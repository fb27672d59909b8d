use std::cell::RefCell;
use std::rc::{Rc, Weak};

use crate::flow::{FlowController, FlowControllerExt};
use crate::logging::{LogLevel, json_kv, json_str};

use super::NAVIGATION_TARGET;
use super::stack::NavigationStack;

/// Weak link from a tab's flow to the stack its host created for it.
#[derive(Default)]
pub struct TabNavigation {
    stack: RefCell<Weak<NavigationStack>>,
}

impl TabNavigation {
    pub fn new() -> Self {
        Self::default()
    }

    pub fn bind(&self, stack: &Rc<NavigationStack>) {
        *self.stack.borrow_mut() = Rc::downgrade(stack);
    }

    pub fn stack(&self) -> Option<Rc<NavigationStack>> {
        self.stack.borrow().upgrade()
    }

    pub fn is_bound(&self) -> bool {
        self.stack.borrow().strong_count() > 0
    }
}

/// Flow that owns the content of one tab.
pub trait TabFlow: FlowController<Output = ()> {
    fn navigation(&self) -> &TabNavigation;

    /// Returns the tab to its first screen: closes any modal, pops the stack
    /// to its root and drops every child flow. Returns how many children
    /// were released.
    fn reset_to_root(&self) -> usize {
        let mut popped = 0;
        if let Some(stack) = self.navigation().stack() {
            let dismissed = stack.dismiss_presented();
            drop(dismissed);
            popped = stack.pop_to_root().len();
        }
        let released = self.release_all_children();
        self.core().diagnostics().log(
            LogLevel::Info,
            NAVIGATION_TARGET,
            "tab_reset_to_root",
            [
                json_str("tab", self.core().label()),
                json_kv("popped", popped),
                json_kv("released", released),
            ],
        );
        released
    }
}
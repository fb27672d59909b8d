use std::fs;
use std::path::{Path, PathBuf};

use serde::{Deserialize, Serialize};

use crate::error::Result;
use crate::flow::Diagnostics;
use crate::logging::{FileSink, LogLevel, Logger, StderrSink};
use crate::tabs::{ReselectPolicy, TabHostOptions, TabId};

pub const DEFAULT_LOG_MAX_BYTES: u64 = 1024 * 1024;

/// Application settings read from JSON. Every field is optional.
#[derive(Debug, Clone, PartialEq, Eq, Serialize, Deserialize)]
#[serde(default)]
pub struct AppConfig {
    /// Tabs to show, in order. Omitted means every declared tab.
    pub tabs: Option<Vec<TabId>>,
    pub reselect_policy: ReselectPolicy,
    pub log_level: LogLevel,
    /// JSON-lines log file; logs go to stderr when unset.
    pub log_file: Option<PathBuf>,
    pub log_max_bytes: u64,
    pub metrics: bool,
}

impl Default for AppConfig {
    fn default() -> Self {
        Self {
            tabs: None,
            reselect_policy: ReselectPolicy::default(),
            log_level: LogLevel::Info,
            log_file: None,
            log_max_bytes: DEFAULT_LOG_MAX_BYTES,
            metrics: false,
        }
    }
}

impl AppConfig {
    pub fn from_json_str(raw: &str) -> Result<Self> {
        Ok(serde_json::from_str(raw)?)
    }

    pub fn load(path: impl AsRef<Path>) -> Result<Self> {
        let raw = fs::read_to_string(path)?;
        Self::from_json_str(&raw)
    }

    pub fn host_options(&self) -> TabHostOptions {
        TabHostOptions {
            tabs: self.tabs.clone(),
            reselect_policy: self.reselect_policy,
        }
    }

    pub fn build_logger(&self) -> Result<Logger> {
        let logger = match self.log_file.as_ref() {
            Some(path) => Logger::new(FileSink::new(path, self.log_max_bytes)?),
            None => Logger::new(StderrSink),
        };
        Ok(logger.with_min_level(self.log_level))
    }

    pub fn build_diagnostics(&self) -> Result<Diagnostics> {
        let diagnostics = Diagnostics::new().with_logger(self.build_logger()?);
        Ok(if self.metrics {
            diagnostics.with_metrics()
        } else {
            diagnostics
        })
    }
}

#[cfg(test)]
mod tests {
    use super::*;
    use crate::FlowError;

    #[test]
    fn empty_object_uses_defaults() {
        let config = AppConfig::from_json_str("{}").unwrap();
        assert_eq!(config, AppConfig::default());
        assert!(config.host_options().tabs.is_none());
    }

    #[test]
    fn parses_every_field() {
        let config = AppConfig::from_json_str(
            r#"{
                "tabs": ["more", "main"],
                "reselect_policy": "reset_to_root",
                "log_level": "debug",
                "log_max_bytes": 2048,
                "metrics": true
            }"#,
        )
        .unwrap();
        let options = config.host_options();
        assert_eq!(options.tabs, Some(vec![TabId::from("more"), TabId::from("main")]));
        assert_eq!(options.reselect_policy, ReselectPolicy::ResetToRoot);
        assert_eq!(config.log_level, LogLevel::Debug);
        assert_eq!(config.log_max_bytes, 2048);
    }

    #[test]
    fn bad_json_is_a_config_error() {
        let err = AppConfig::from_json_str(r#"{"reselect_policy": "sometimes"}"#).unwrap_err();
        assert!(matches!(err, FlowError::Config(_)));
    }

    #[test]
    fn load_reads_file_and_wires_file_logging() {
        let dir = tempfile::tempdir().unwrap();
        let log_path = dir.path().join("flows.log");
        let config_path = dir.path().join("app.json");
        let raw = serde_json::json!({
            "log_file": log_path,
            "log_level": "warn",
            "metrics": true
        });
        fs::write(&config_path, raw.to_string()).unwrap();

        let config = AppConfig::load(&config_path).unwrap();
        let diagnostics = config.build_diagnostics().unwrap();
        let logger = diagnostics.logger().unwrap();
        assert_eq!(logger.min_level(), LogLevel::Warn);
        logger.log(LogLevel::Info, "flowcoord::test", "dropped").unwrap();
        logger.log(LogLevel::Error, "flowcoord::test", "kept").unwrap();
        assert!(diagnostics.snapshot().is_some());

        let contents = fs::read_to_string(&log_path).unwrap();
        assert_eq!(contents.lines().count(), 1);
        assert!(contents.contains("kept"));
    }

    #[test]
    fn missing_file_is_an_io_error() {
        let dir = tempfile::tempdir().unwrap();
        let err = AppConfig::load(dir.path().join("absent.json")).unwrap_err();
        assert!(matches!(err, FlowError::Io(_)));
    }
}
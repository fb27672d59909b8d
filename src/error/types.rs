use thiserror::Error;

use crate::flow::FlowId;
use crate::logging::LoggingError;
use crate::tabs::TabId;

/// Unified result type for the flow coordinator crate.
pub type Result<T> = std::result::Result<T, FlowError>;

/// Errors surfaced by flow controllers, scopes and the tab host.
#[derive(Debug, Error)]
pub enum FlowError {
    #[error("no registration for `{type_name}` reachable from scope `{scope}`")]
    Unresolved {
        type_name: &'static str,
        scope: String,
    },
    #[error("registration for `{0}` produced a value of another type")]
    TypeMismatch(&'static str),
    #[error("flow `{0}` has no dependency scope")]
    Unscoped(FlowId),
    #[error("flow `{0}` already finished and cannot be started")]
    FlowFinished(FlowId),
    #[error("navigation stack is no longer available")]
    StackUnavailable,
    #[error("no visible surface to anchor a modal presentation")]
    NoVisibleSurface,
    #[error("tab `{0}` has no navigation stack slot")]
    MissingTabStack(TabId),
    #[error("tab `{0}` is already attached")]
    DuplicateTab(TabId),
    #[error("tab index {0} out of range")]
    TabIndexOutOfRange(usize),
    #[error("tab `{tab}` could not build its flow: {reason}")]
    TabFactory { tab: TabId, reason: String },
    #[error("tab host is already running")]
    AlreadyRunning,
    #[error("tab host is not running")]
    NotRunning,
    #[error("window is no longer available")]
    WindowUnavailable,
    #[error("configuration error: {0}")]
    Config(#[from] serde_json::Error),
    #[error(transparent)]
    Logging(#[from] LoggingError),
    #[error(transparent)]
    Io(#[from] std::io::Error),
}
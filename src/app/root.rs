use std::cell::RefCell;
use std::rc::{Rc, Weak};

use crate::error::{FlowError, Result};
use crate::flow::{FlowController, FlowControllerExt, FlowCore};
use crate::logging::{LogLevel, json_kv, json_str};
use crate::scope::{DependencyScope, ModuleList};
use crate::tabs::{TabHostFlow, TabHostOptions, TabTable};

use super::builder::ApplicationBuilder;
use super::window::Window;

const APP_TARGET: &str = "flowcoord::app";

/// Root of the flow tree. Built once at process entry and handed to whoever
/// needs it; the caller keeps the only strong handle.
pub struct ApplicationRoot {
    core: FlowCore<()>,
    window: Rc<Window>,
    tabs: TabTable,
    host_options: TabHostOptions,
    host: RefCell<Weak<TabHostFlow>>,
}

impl ApplicationRoot {
    pub fn builder() -> ApplicationBuilder {
        ApplicationBuilder::new()
    }

    pub(crate) fn new(
        modules: ModuleList,
        window: Rc<Window>,
        tabs: TabTable,
        host_options: TabHostOptions,
    ) -> Rc<Self> {
        let scope = DependencyScope::root("application", modules);
        Rc::new(Self {
            core: FlowCore::with_scope("application", scope),
            window,
            tabs,
            host_options,
            host: RefCell::new(Weak::new()),
        })
    }

    pub fn window(&self) -> &Rc<Window> {
        &self.window
    }

    /// The running tab host, once `start` has succeeded.
    pub fn tab_host(&self) -> Option<Rc<TabHostFlow>> {
        self.host.borrow().upgrade()
    }

    /// Drops every instance cached by the application scope so the next
    /// lookups start from fresh state. Returns how many were released.
    pub fn remove_all(&self) -> usize {
        let released = self.teardown();
        self.core.diagnostics().log(
            LogLevel::Info,
            APP_TARGET,
            "application_state_removed",
            [json_kv("released", released)],
        );
        released
    }
}

impl FlowController for ApplicationRoot {
    type Output = ();

    fn core(&self) -> &FlowCore<()> {
        &self.core
    }

    fn start(self: Rc<Self>) -> Result<()> {
        if self.tab_host().is_some() {
            return Err(FlowError::AlreadyRunning);
        }
        self.window.make_visible();

        let host = TabHostFlow::new(&self.window, self.tabs.clone(), self.host_options.clone());
        self.start_child(Rc::clone(&host))?;
        *self.host.borrow_mut() = Rc::downgrade(&host);

        self.core.diagnostics().log(
            LogLevel::Info,
            APP_TARGET,
            "application_started",
            [json_str(
                "root",
                self.window.root_title().unwrap_or_default(),
            )],
        );
        Ok(())
    }
}

#[cfg(test)]
mod tests {
    use super::*;
    use crate::AppConfig;
    use crate::flow::audit::{FlowAuditStage, RecordingFlowAudit};
    use crate::flow::Diagnostics;
    use crate::navigation::{
        ModalStyle, NavigationalFlow, Navigator, SimpleTransition, TabFlow, TabNavigation,
    };
    use crate::scope::{ObjectScope, module_fn};
    use crate::tabs::{ReselectPolicy, TabBarItem, TabDeclaration, TabId};
    use crate::testing::StubSurface;
    use std::cell::Cell;

    struct Catalog {
        items: Vec<&'static str>,
    }

    struct Care {
        core: FlowCore<()>,
        navigator: Navigator,
    }

    impl FlowController for Care {
        type Output = ();

        fn core(&self) -> &FlowCore<()> {
            &self.core
        }

        fn modules(&self) -> Option<ModuleList> {
            Some(Vec::new())
        }

        fn start(self: Rc<Self>) -> Result<()> {
            let catalog = self.resolve::<Catalog>()?;
            self.present(StubSurface::new(catalog.items[0]))
        }
    }

    impl NavigationalFlow for Care {
        fn navigator(&self) -> &Navigator {
            &self.navigator
        }
    }

    struct ContentTab {
        core: FlowCore<()>,
        navigation: TabNavigation,
    }

    impl ContentTab {
        fn open_care(&self) -> Result<()> {
            let care = Rc::new(Care {
                core: FlowCore::new("care"),
                navigator: Navigator::from_tab(&self.navigation, SimpleTransition::PopOver)?,
            });
            self.start_child(care)
        }
    }

    impl FlowController for ContentTab {
        type Output = ();

        fn core(&self) -> &FlowCore<()> {
            &self.core
        }

        fn modules(&self) -> Option<ModuleList> {
            Some(Vec::new())
        }

        fn start(self: Rc<Self>) -> Result<()> {
            let stack = self.navigation.stack().ok_or(FlowError::StackUnavailable)?;
            stack.set_surfaces(vec![StubSurface::new(self.core.label())]);
            Ok(())
        }
    }

    impl TabFlow for ContentTab {
        fn navigation(&self) -> &TabNavigation {
            &self.navigation
        }
    }

    fn main_tab() -> TabDeclaration {
        TabDeclaration::new("main", TabBarItem::new("Main", 0), || {
            let tab: Rc<dyn TabFlow> = Rc::new(ContentTab {
                core: FlowCore::new("main"),
                navigation: TabNavigation::new(),
            });
            Ok(tab)
        })
    }

    fn more_tab() -> TabDeclaration {
        TabDeclaration::new("more", TabBarItem::new("More", 1), || {
            let tab: Rc<dyn TabFlow> = Rc::new(ContentTab {
                core: FlowCore::new("more"),
                navigation: TabNavigation::new(),
            });
            Ok(tab)
        })
    }

    fn catalog_module() -> crate::scope::ModuleFn<impl Fn(&mut crate::scope::Registrations)> {
        module_fn("catalog", |registrations| {
            registrations.singleton(|_| {
                Ok(Catalog {
                    items: vec!["care"],
                })
            });
        })
    }

    #[test]
    fn starts_tab_host_with_tabs_in_order() {
        let app = ApplicationRoot::builder()
            .tab(main_tab())
            .tab(more_tab())
            .build();
        Rc::clone(&app).start().unwrap();

        let host = app.tab_host().unwrap();
        assert_eq!(host.tab_order(), vec![TabId::from("main"), TabId::from("more")]);
        assert_eq!(app.core().child_count(), 1);
        assert!(app.window().is_visible());
        assert_eq!(app.window().root_title().as_deref(), Some("tab_bar"));
    }

    #[test]
    fn bad_tab_leaves_the_good_one_running() {
        let broken = TabDeclaration::new("main", TabBarItem::new("Main", 0), || {
            Err(FlowError::NoVisibleSurface)
        });
        let app = ApplicationRoot::builder()
            .tab(broken)
            .tab(more_tab())
            .build();
        Rc::clone(&app).start().unwrap();

        let host = app.tab_host().unwrap();
        assert_eq!(host.tab_order(), vec![TabId::from("more")]);
        assert_eq!(host.failures().len(), 1);
        assert!(host.tab_flow(&TabId::from("more")).is_some());
    }

    #[test]
    fn care_popover_resolves_from_application_scope() {
        let audit = Rc::new(RecordingFlowAudit::new());
        let opened: Rc<RefCell<Weak<ContentTab>>> = Rc::default();
        let slot = Rc::clone(&opened);
        let main = TabDeclaration::new("main", TabBarItem::new("Main", 0), move || {
            let tab = Rc::new(ContentTab {
                core: FlowCore::new("main"),
                navigation: TabNavigation::new(),
            });
            *slot.borrow_mut() = Rc::downgrade(&tab);
            Ok(tab as Rc<dyn TabFlow>)
        });
        let app = ApplicationRoot::builder()
            .module(catalog_module())
            .tab(main)
            .tab(more_tab())
            .diagnostics(Diagnostics::new().with_audit(Rc::clone(&audit)))
            .build();
        Rc::clone(&app).start().unwrap();

        let main_tab = opened.borrow().upgrade().unwrap();
        main_tab.open_care().unwrap();

        let stack = app.tab_host().unwrap().stack(&TabId::from("main")).unwrap();
        let presentation = stack.presented().unwrap();
        assert_eq!(presentation.style, ModalStyle::Popover);
        assert_eq!(presentation.stack.titles(), vec!["care"]);
        assert_eq!(stack.titles(), vec!["main"]);
        assert_eq!(main_tab.core().child_count(), 1);
        assert_eq!(audit.count(FlowAuditStage::SurfacePresented), 1);
        assert!(stack.dismiss_by_gesture());
    }

    #[test]
    fn remove_all_resets_cached_state() {
        let builds = Rc::new(Cell::new(0));
        let counter = Rc::clone(&builds);
        let module = module_fn("catalog", move |registrations| {
            let counter = Rc::clone(&counter);
            registrations.register(ObjectScope::Container, move |_| {
                counter.set(counter.get() + 1);
                Ok(Catalog { items: Vec::new() })
            });
        });
        let app = ApplicationRoot::builder().module(module).build();

        let first = app.resolve::<Catalog>().unwrap();
        assert_eq!(app.remove_all(), 1);
        let second = app.resolve::<Catalog>().unwrap();
        assert!(!Rc::ptr_eq(&first, &second));
        assert_eq!(builds.get(), 2);
    }

    #[test]
    fn starting_twice_is_rejected() {
        let app = ApplicationRoot::builder().tab(main_tab()).build();
        Rc::clone(&app).start().unwrap();
        assert!(matches!(
            Rc::clone(&app).start(),
            Err(FlowError::AlreadyRunning)
        ));
    }

    #[test]
    fn config_drives_tab_order_and_reselect() {
        let config = AppConfig::from_json_str(
            r#"{"tabs": ["more", "main"], "reselect_policy": "reset_to_root"}"#,
        )
        .unwrap();
        let app = ApplicationRoot::builder()
            .tab(main_tab())
            .tab(more_tab())
            .host_options(config.host_options())
            .build();
        Rc::clone(&app).start().unwrap();

        let host = app.tab_host().unwrap();
        assert_eq!(host.tab_order(), vec![TabId::from("more"), TabId::from("main")]);
        assert_eq!(host.options().reselect_policy, ReselectPolicy::ResetToRoot);

        let more = host.stack(&TabId::from("more")).unwrap();
        more.push(StubSurface::new("settings"), false);
        host.select_tab(0).unwrap();
        assert_eq!(more.titles(), vec!["more"]);
        assert_eq!(more.top().map(|s| s.title().to_string()), Some("more".into()));
    }
}
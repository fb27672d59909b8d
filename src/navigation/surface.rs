use std::rc::Rc;

/// Anything that can be shown on screen: a screen, a tab bar, a whole stack.
pub trait Surface: 'static {
    fn title(&self) -> &str;
}

pub type SurfaceRef = Rc<dyn Surface>;

/// Whether two handles point at the same surface, ignoring vtables.
pub fn same_surface(left: &SurfaceRef, right: &SurfaceRef) -> bool {
    std::ptr::addr_eq(Rc::as_ptr(left), Rc::as_ptr(right))
}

********************

What the task asks: Your task is to quote the lines above, beginning with the first and ending with the one that holds "pub fn new()".

Output:
repository fb27672d59909b8d
use std::cell::RefCell;
use std::rc::{Rc, Weak};

use crate::flow::{FlowController, FlowControllerExt};
use crate::logging::{LogLevel, json_kv, json_str};

use super::NAVIGATION_TARGET;
use super::stack::NavigationStack;

/// Weak link from a tab's flow to the stack its host created for it.
#[derive(Default)]
pub struct TabNavigation {
    stack: RefCell<Weak<NavigationStack>>,
}

impl TabNavigation {
    pub fn new() -> Self {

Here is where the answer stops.